(Records from a data source)
*** Block opens ***
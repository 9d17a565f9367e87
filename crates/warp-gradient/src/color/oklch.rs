//! Oklch polar color space
//!
//! Oklch is the polar form of Oklab, representing colors as lightness,
//! chroma and hue angle. Interpolating in Oklch keeps chroma from collapsing
//! through the gray axis the way Cartesian Oklab blends can, at the cost of
//! having to pick a direction around the hue circle.
//!
//! Hue is measured in degrees and normalized to [0, 360) on conversion,
//! matching the CSS `oklch()` convention.

use super::oklab::Oklab;

/// Oklch: polar form of Oklab (Lightness, Chroma, Hue).
///
/// # Components
///
/// - `l`: Lightness (same as Oklab L)
/// - `c`: Chroma, sqrt(a² + b²), 0.0 = achromatic
/// - `h`: Hue angle in degrees, [0, 360)
///
/// # Note
///
/// For achromatic colors (c near zero) hue is undefined; the conversion
/// yields h = 0.0. Interpolation still treats that hue as real, which is the
/// documented behavior of the pipeline rather than an error.
#[derive(Debug, Clone, Copy, PartialEq)]
pub struct Oklch {
    /// Lightness: 0.0 (black) to 1.0 (white) for in-gamut colors
    pub l: f64,
    /// Chroma: distance from the neutral axis (0.0 = gray)
    pub c: f64,
    /// Hue: angle in degrees, [0, 360)
    pub h: f64,
}

impl Oklch {
    /// Create a new Oklch color.
    #[inline]
    pub fn new(l: f64, c: f64, h: f64) -> Self {
        Self { l, c, h }
    }

    /// Interpolate toward `other` with the shortest-arc hue rule.
    ///
    /// Lightness and chroma blend linearly. The hue difference is wrapped
    /// into (-180, 180] so the blend always travels the shorter way around
    /// the hue circle; the result is normalized back into [0, 360).
    pub fn lerp(self, other: Oklch, t: f64) -> Self {
        let mut dh = other.h - self.h;
        if dh > 180.0 {
            dh -= 360.0;
        } else if dh <= -180.0 {
            dh += 360.0;
        }
        Self {
            l: self.l + (other.l - self.l) * t,
            c: self.c + (other.c - self.c) * t,
            h: (self.h + dh * t).rem_euclid(360.0),
        }
    }
}

impl From<Oklab> for Oklch {
    /// Convert from Oklab to Oklch (Cartesian to polar).
    ///
    /// For achromatic colors (a and b both zero), atan2 returns 0.0, which
    /// is harmless because chroma is zero as well.
    fn from(lab: Oklab) -> Self {
        let c = (lab.a * lab.a + lab.b * lab.b).sqrt();
        let mut h = lab.b.atan2(lab.a).to_degrees();
        if h < 0.0 {
            h += 360.0;
        }
        Self { l: lab.l, c, h }
    }
}

impl From<Oklch> for Oklab {
    /// Convert from Oklch to Oklab (polar to Cartesian).
    fn from(lch: Oklch) -> Self {
        let h = lch.h.to_radians();
        Self::new(lch.l, lch.c * h.cos(), lch.c * h.sin())
    }
}

#[cfg(test)]
mod tests {
    use super::*;
    use crate::{LinearRgb, Srgb};

    const ROUND_TRIP_TOLERANCE: f64 = 1e-9;

    fn oklch_of(srgb: Srgb) -> Oklch {
        Oklch::from(Oklab::from(LinearRgb::from(srgb)))
    }

    #[test]
    fn test_oklab_oklch_round_trip() {
        let test_colors = [
            Oklab::new(0.5, 0.1, 0.0),
            Oklab::new(0.5, 0.0, 0.1),
            Oklab::new(0.5, -0.1, 0.0),
            Oklab::new(0.5, 0.0, -0.1),
            Oklab::new(0.8, 0.05, 0.02),
            Oklab::new(0.2, -0.02, 0.05),
        ];

        for original in test_colors {
            let back = Oklab::from(Oklch::from(original));
            assert!(
                (original.l - back.l).abs() < ROUND_TRIP_TOLERANCE
                    && (original.a - back.a).abs() < ROUND_TRIP_TOLERANCE
                    && (original.b - back.b).abs() < ROUND_TRIP_TOLERANCE,
                "round-trip failed for {original:?}: got {back:?}"
            );
        }
    }

    #[test]
    fn test_hue_normalized_to_0_360() {
        // Blue has a negative b axis, so raw atan2 is negative
        let blue = oklch_of(Srgb::from_u8(0, 0, 255));
        assert!(
            (0.0..360.0).contains(&blue.h),
            "hue {} not normalized",
            blue.h
        );
        // Blue sits around 264 degrees in Oklch
        assert!((blue.h - 264.0).abs() < 2.0, "blue hue = {}", blue.h);
    }

    #[test]
    fn test_known_hues() {
        let red = oklch_of(Srgb::from_u8(255, 0, 0));
        assert!((red.h - 29.2).abs() < 1.0, "red hue = {}", red.h);

        let magenta = oklch_of(Srgb::from_u8(255, 0, 255));
        assert!((magenta.h - 328.4).abs() < 1.0, "magenta hue = {}", magenta.h);
    }

    #[test]
    fn test_lerp_endpoints() {
        let a = Oklch::new(0.4, 0.1, 30.0);
        let b = Oklch::new(0.7, 0.2, 200.0);
        assert_eq!(a.lerp(b, 0.0), a);
        let end = a.lerp(b, 1.0);
        assert!((end.l - b.l).abs() < 1e-12);
        assert!((end.c - b.c).abs() < 1e-12);
        assert!((end.h - b.h).abs() < 1e-9);
    }

    /// Red (h ~29) to magenta (h ~328) must travel through the 0/360 seam,
    /// not across yellow and green.
    #[test]
    fn test_lerp_takes_shortest_hue_arc() {
        let red = oklch_of(Srgb::from_u8(255, 0, 0));
        let magenta = oklch_of(Srgb::from_u8(255, 0, 255));

        for i in 1..10 {
            let t = i as f64 / 10.0;
            let mid = red.lerp(magenta, t);
            assert!(
                mid.h < red.h + 1.0 || mid.h > magenta.h - 1.0,
                "hue {} at t={t} left the short arc",
                mid.h
            );
        }

        // The total hue distance traveled stays within the short arc (~61 deg)
        let mid = red.lerp(magenta, 0.5);
        let dist = (red.h - mid.h).abs().min(360.0 - (red.h - mid.h).abs());
        assert!(dist <= 31.0, "midpoint hue {} too far from red", mid.h);
    }

    #[test]
    fn test_lerp_identical_hue() {
        let a = Oklch::new(0.5, 0.1, 120.0);
        let b = Oklch::new(0.9, 0.05, 120.0);
        let mid = a.lerp(b, 0.5);
        assert!((mid.h - 120.0).abs() < 1e-12);
    }
}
*** Block closes ***
## To do
Search the entries above for the string "conversion". Copy each line that holds it.

## Solution to the exercise
//! Hue is measured in degrees and normalized to [0, 360) on conversion,
/// For achromatic colors (c near zero) hue is undefined; the conversion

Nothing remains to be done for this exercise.